Animal rights groups blast 'sad' Nobel medicine prize

A giant screen displays the image of British-American researcher John O'Keefe and Norwegian duo May-Britt Moser and Edvard I Moser at a press conference of the Nobel Committee to announce the winner of the 2014 Nobel Medicine Prize on Oct 6, 2014 at
A giant screen displays the image of British-American researcher John O'Keefe and Norwegian duo May-Britt Moser and Edvard I Moser at a press conference of the Nobel Committee to announce the winner of the 2014 Nobel Medicine Prize on Oct 6, 2014 at the Karolinska Institutet in Stockholm, Sweden. -- PHOTO: AFP 

STOCKHOLM (AFP) - Animal rights activists on Monday slammed the Nobel Committee for awarding the medicine prize for brain research which they said had caused terrible pain and suffering on lab rats.

The "sad" award, honouring two Norwegians and one British-American researcher, had involved invasive experiments that might not be necessary in an age of sophisticated brain-imaging techniques, they said.

"Awarding people who have spent decades inflicting terrible pain and suffering on countless animals in experiments is contrary to the otherwise progressive values of the Nobel Prize," the People for the Ethical Treatment of Animals (PETA) said in a statement. "It's wrong to drill into animals' skulls, destroy their brains with toxic injections and later kill them - as is still done by the Nobel awardees."

The Nobel Committee announced earlier Monday that the 2014 Nobel Medicine Prize went to a Norwegian couple, May-Britt and Edvard Moser, and their British-American mentor John O'Keefe, for discovering an "inner GPS" that helps the brain navigate.

Reacting to PETA's criticism, May-Britt Moser said that she and her team treated lab animals in line with Norwegian regulations.

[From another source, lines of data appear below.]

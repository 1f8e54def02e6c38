//! Route table

use axum::{
    routing::{get, post},
    Router,
};

use crate::{
    handlers::{health, storage},
    websocket::websocket_handler,
    AppState,
};

pub fn create_routes() -> Router<AppState> {
    Router::new()
        .route("/health", get(health::handle_health))
        .route("/api/storage/upload", post(storage::upload_file))
        .route("/api/storage/download/:file_name", get(storage::download_file))
        .route("/api/storage/files", get(storage::list_files))
        .route("/ws/:session_id", get(websocket_handler))
}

"When we have the surgery, they are treated like humans, because they get a lot of anaesthesia and they get a nice treatment afterwards so they don't feel any pain," she said.

"We're extremely careful with animals," the professor at the Norwegian University of Science and Technology in Trondheim added. She said that despite the criticism she was happy that people were standing up for animal rights, because she is an animal lover herself.

Moser said that all animals in the laboratories she works in have names, as this makes researchers view them like pets and treat them accordingly.

"Among other things, our cages are bigger than required and they get to live together and have lots of toys," she said in an interview with Norwegian journal Technical Weekly Magazine in 2011. She added that this was also part of the research, as treating them well guaranteed getting better data from the experiments.

However, the Norwegian Animal Protection Alliance's legal advisor Live Kleveland called Monday's prize "sad".

"We think it's sad that the Nobel prize goes to research like this, because history shows many examples of research that has been useful, no doubt, but still is considered unethical by history," she said. "We believe that would be the case for this research as well, unfortunately."

According to Kleveland, the awarded experiments consisted of - among other things - implants of instruments in the heads of animals, psychological fear and stress such as experiments involving drowning, and destroying parts of the brains of the animals.

The animal rights group said it had followed this research for years and had unsuccessfully tried to stop it legally.

"We have not succeeded in stopping this one, but we believe that in the future experimentation like this on animals will not be accepted," Kleveland said.

PETA said the prize was "especially egregious in an era when sophisticated human brain imaging techniques that can record even single brain cells are available".

"The Nobel Committee should recognise innovative scientists who use modern and humane research methods that offer insights into human biology and behaviour without hurting animals," it said.